What you should do: Each line of the entries below that holds "super" is needed, copied in full.

--- Entries shown Enclosed Below ---

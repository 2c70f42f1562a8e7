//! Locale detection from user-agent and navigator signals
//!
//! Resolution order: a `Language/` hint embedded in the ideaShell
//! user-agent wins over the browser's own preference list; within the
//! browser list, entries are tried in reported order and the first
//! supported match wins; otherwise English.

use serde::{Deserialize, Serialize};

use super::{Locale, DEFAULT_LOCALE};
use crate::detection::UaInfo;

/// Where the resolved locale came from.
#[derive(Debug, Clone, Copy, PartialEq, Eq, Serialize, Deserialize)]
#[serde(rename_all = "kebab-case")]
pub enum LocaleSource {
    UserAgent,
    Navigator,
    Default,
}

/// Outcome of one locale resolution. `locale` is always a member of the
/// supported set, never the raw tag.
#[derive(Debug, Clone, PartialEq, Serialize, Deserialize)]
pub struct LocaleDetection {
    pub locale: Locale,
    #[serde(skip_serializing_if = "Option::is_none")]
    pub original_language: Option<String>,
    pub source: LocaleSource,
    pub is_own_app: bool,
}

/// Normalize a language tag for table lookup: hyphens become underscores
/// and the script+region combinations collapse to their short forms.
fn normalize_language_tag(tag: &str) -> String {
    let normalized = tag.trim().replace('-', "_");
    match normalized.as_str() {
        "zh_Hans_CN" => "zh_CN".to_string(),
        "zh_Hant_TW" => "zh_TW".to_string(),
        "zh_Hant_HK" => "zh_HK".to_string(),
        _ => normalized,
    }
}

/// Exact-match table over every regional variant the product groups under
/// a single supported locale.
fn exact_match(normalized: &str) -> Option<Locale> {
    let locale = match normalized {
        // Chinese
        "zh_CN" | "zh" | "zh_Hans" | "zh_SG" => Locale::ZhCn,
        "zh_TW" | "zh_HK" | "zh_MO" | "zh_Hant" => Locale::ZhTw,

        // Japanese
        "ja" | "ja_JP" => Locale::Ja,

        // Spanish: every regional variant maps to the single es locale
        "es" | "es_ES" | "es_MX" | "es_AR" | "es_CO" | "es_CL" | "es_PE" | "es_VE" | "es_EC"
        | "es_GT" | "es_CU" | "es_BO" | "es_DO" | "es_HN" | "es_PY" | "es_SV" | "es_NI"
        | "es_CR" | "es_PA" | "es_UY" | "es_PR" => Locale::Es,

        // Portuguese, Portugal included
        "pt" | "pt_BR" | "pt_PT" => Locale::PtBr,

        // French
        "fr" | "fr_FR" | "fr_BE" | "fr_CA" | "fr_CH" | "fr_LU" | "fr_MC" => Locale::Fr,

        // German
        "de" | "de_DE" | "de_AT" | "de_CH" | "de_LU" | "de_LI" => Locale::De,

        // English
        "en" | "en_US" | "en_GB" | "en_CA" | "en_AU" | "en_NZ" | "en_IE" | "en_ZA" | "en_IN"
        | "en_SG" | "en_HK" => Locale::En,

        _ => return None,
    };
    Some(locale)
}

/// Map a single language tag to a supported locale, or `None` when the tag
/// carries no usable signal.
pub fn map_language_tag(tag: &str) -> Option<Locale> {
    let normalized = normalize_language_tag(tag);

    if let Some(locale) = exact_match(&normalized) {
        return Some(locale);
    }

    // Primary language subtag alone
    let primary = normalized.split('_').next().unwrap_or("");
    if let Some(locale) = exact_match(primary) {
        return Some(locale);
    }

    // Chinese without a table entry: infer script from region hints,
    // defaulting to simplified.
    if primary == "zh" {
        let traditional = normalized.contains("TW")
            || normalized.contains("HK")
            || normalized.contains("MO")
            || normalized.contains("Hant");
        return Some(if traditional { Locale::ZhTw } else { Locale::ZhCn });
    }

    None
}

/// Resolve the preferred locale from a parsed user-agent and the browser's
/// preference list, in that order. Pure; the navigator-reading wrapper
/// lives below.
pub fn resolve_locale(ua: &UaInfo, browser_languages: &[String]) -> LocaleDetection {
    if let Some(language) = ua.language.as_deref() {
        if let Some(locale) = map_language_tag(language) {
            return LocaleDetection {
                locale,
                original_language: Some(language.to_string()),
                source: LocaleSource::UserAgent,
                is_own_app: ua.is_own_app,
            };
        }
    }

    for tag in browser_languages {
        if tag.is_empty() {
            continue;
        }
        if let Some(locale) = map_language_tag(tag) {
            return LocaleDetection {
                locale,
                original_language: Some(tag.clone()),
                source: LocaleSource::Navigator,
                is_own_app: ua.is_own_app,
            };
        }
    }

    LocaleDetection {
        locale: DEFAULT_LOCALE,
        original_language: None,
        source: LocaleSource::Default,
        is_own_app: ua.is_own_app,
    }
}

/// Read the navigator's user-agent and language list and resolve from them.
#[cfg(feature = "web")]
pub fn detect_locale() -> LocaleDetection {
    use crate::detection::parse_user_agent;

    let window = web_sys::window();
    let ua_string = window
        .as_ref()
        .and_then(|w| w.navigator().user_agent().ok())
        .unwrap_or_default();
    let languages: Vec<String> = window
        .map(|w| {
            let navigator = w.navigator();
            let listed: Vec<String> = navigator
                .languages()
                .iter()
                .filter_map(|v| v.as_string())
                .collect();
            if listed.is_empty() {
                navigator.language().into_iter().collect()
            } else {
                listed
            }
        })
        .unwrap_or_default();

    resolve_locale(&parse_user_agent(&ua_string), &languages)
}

--- End of Enclosed Entries shown ---
--- Entries shown Enclosed Below ---

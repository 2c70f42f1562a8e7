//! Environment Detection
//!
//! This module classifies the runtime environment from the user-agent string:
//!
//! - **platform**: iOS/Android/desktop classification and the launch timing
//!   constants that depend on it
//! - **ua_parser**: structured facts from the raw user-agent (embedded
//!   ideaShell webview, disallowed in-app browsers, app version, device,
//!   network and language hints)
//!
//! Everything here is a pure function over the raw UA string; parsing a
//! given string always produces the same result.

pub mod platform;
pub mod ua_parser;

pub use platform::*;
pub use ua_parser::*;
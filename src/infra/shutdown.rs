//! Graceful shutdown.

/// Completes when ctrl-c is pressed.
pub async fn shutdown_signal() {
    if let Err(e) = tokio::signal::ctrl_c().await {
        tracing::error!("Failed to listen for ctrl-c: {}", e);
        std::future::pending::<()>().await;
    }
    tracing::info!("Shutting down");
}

--- End of Enclosed Entries shown ---
--- Entries shown Enclosed Below ---

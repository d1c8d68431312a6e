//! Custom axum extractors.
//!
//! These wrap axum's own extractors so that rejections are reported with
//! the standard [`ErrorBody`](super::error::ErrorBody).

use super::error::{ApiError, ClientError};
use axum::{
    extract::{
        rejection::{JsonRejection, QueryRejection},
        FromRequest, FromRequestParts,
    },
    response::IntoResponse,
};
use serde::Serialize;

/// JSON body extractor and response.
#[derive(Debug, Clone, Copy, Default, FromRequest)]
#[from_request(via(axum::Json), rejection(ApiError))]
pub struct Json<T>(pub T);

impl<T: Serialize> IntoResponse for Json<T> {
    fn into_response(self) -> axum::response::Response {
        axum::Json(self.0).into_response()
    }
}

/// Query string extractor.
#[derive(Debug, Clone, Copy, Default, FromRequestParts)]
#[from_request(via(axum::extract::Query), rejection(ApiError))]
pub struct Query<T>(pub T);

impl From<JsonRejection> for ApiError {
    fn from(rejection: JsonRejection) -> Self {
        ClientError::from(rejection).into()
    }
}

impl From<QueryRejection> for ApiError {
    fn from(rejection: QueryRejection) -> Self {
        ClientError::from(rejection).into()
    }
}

--- End of Enclosed Entries shown ---

Output below:
use super::{Locale, DEFAULT_LOCALE};
//! the standard [`ErrorBody`](super::error::ErrorBody).
use super::error::{ApiError, ClientError};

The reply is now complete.